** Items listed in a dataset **
_____
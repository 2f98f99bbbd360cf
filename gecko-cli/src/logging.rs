//! CLI 日志系统初始化
//!
//! 基于 `tracing-subscriber` 实现分阶段日志控制。运行时的 `gecko-log`
//! 记录通过 [`TracingSink`] 转发为 `tracing` 事件。

use crate::config::LogConfig;
use gecko_config::Phase;
use gecko_log::{Level, LogSink, Record};
use std::io;
use std::path::Path;
use std::sync::Arc;
use tracing::Subscriber;
use tracing_subscriber::{
    filter::Targets,
    fmt::{self, MakeWriter},
    layer::SubscriberExt,
    registry::LookupSpan,
    util::SubscriberInitExt,
    Layer,
};

/// 日志输出格式
#[derive(Clone, Copy, Debug, PartialEq, Eq, clap::ValueEnum)]
pub enum LogFormat {
    /// 彩色格式化（开发使用）
    Pretty,
    /// 紧凑格式
    Compact,
    /// JSON 格式（工具集成）
    Json,
}

/// 使用指定格式和日志配置初始化日志系统
///
/// With `file`, records are also appended to it without colors.
pub fn init(log_config: &LogConfig, format: LogFormat, file: Option<&Path>) -> Result<(), String> {
    let mut targets = Targets::new().with_default(log_config.global);
    for phase in Phase::ALL {
        targets = targets.with_target(phase.target(), log_config.level_for(phase));
    }

    let file_layer = match file {
        Some(path) => {
            let handle = std::fs::OpenOptions::new()
                .create(true)
                .append(true)
                .open(path)
                .map_err(|e| format!("cannot open log file '{}': {e}", path.display()))?;
            Some(
                fmt::layer()
                    .with_ansi(false)
                    .with_writer(Arc::new(handle))
                    .with_filter(targets.clone()),
            )
        }
        None => None,
    };

    tracing_subscriber::registry()
        .with(format_layer(format, io::stderr).with_filter(targets))
        .with(file_layer)
        .try_init()
        .map_err(|e| e.to_string())
}

/// Create formatter layer based on format
fn format_layer<S, W>(format: LogFormat, make_writer: W) -> Box<dyn Layer<S> + Send + Sync>
where
    S: Subscriber + for<'a> LookupSpan<'a>,
    W: for<'w> MakeWriter<'w> + Send + Sync + 'static,
{
    match format {
        LogFormat::Pretty => fmt::layer()
            .pretty()
            .with_target(true)
            .with_timer(fmt::time::time())
            .with_writer(make_writer)
            .boxed(),
        LogFormat::Compact => fmt::layer()
            .compact()
            .with_target(false)
            .without_time()
            .with_writer(make_writer)
            .boxed(),
        LogFormat::Json => fmt::layer()
            .json()
            .with_target(true)
            .with_timer(fmt::time::time())
            .with_writer(make_writer)
            .boxed(),
    }
}

// tracing callsites need their target and level as constants
macro_rules! emit {
    ($level:expr, $target:literal, $tick:expr, $($arg:tt)+) => {
        match $level {
            Level::Trace => tracing::trace!(target: $target, tick = ?$tick, $($arg)+),
            Level::Debug => tracing::debug!(target: $target, tick = ?$tick, $($arg)+),
            Level::Info => tracing::info!(target: $target, tick = ?$tick, $($arg)+),
            Level::Warn => tracing::warn!(target: $target, tick = ?$tick, $($arg)+),
            Level::Error => tracing::error!(target: $target, tick = ?$tick, $($arg)+),
        }
    };
}

/// Forwards runtime log records to `tracing`
pub struct TracingSink;

impl LogSink for TracingSink {
    fn write(&self, record: &Record) {
        let (level, tick, message) = (record.level, record.tick, &record.message);
        match record.target {
            "gecko::build" => emit!(level, "gecko::build", tick, "{}", message),
            "gecko::tick" => emit!(level, "gecko::tick", tick, "{}", message),
            "gecko::call" => emit!(level, "gecko::call", tick, "{}", message),
            "gecko::bus" => emit!(level, "gecko::bus", tick, "{}", message),
            other => emit!(level, "gecko", tick, "{} ({})", message, other),
        }
    }
}

#[cfg(test)]
mod tests {
    use super::*;
    use std::sync::Mutex;

    #[derive(Clone, Default)]
    struct Capture(Arc<Mutex<Vec<u8>>>);

    impl io::Write for Capture {
        fn write(&mut self, buf: &[u8]) -> io::Result<usize> {
            self.0.lock().unwrap().extend_from_slice(buf);
            Ok(buf.len())
        }

        fn flush(&mut self) -> io::Result<()> {
            Ok(())
        }
    }

    fn record(level: Level, target: &'static str, message: &str) -> Record {
        Record {
            timestamp_ms: 0,
            level,
            target,
            message: message.to_string(),
            tick: Some(7),
        }
    }

    fn capture(records: &[Record]) -> String {
        let buffer = Capture::default();
        let writer = buffer.clone();
        let subscriber = tracing_subscriber::fmt()
            .with_writer(move || writer.clone())
            .with_ansi(false)
            .with_max_level(tracing::Level::TRACE)
            .finish();
        tracing::subscriber::with_default(subscriber, || {
            for record in records {
                TracingSink.write(record);
            }
        });
        let bytes = buffer.0.lock().unwrap().clone();
        String::from_utf8(bytes).unwrap()
    }

    #[test]
    fn test_phase_targets_are_kept() {
        let out = capture(&[
            record(Level::Info, Phase::Bus.target(), "can 1a2,01,02"),
            record(Level::Warn, Phase::Call.target(), "motor.spin() failed"),
        ]);
        assert!(out.contains("gecko::bus"), "{out}");
        assert!(out.contains("can 1a2,01,02"), "{out}");
        assert!(out.contains("WARN"), "{out}");
        assert!(out.contains("gecko::call"), "{out}");
        assert!(out.contains("tick=Some(7)"), "{out}");
    }

    #[test]
    fn test_other_targets_fall_back() {
        let out = capture(&[record(Level::Debug, "gecko_api::runtime", "hello")]);
        assert!(out.contains("hello (gecko_api::runtime)"), "{out}");
    }

    #[test]
    fn test_phase_target_names() {
        let names: Vec<_> = Phase::ALL.iter().map(|p| p.target()).collect();
        assert_eq!(names, ["gecko::build", "gecko::tick", "gecko::call", "gecko::bus"]);
    }
}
_____
** Required work **
Return each line among the entries that holds the word "registry".

** Written response **
    registry::LookupSpan,
    tracing_subscriber::registry()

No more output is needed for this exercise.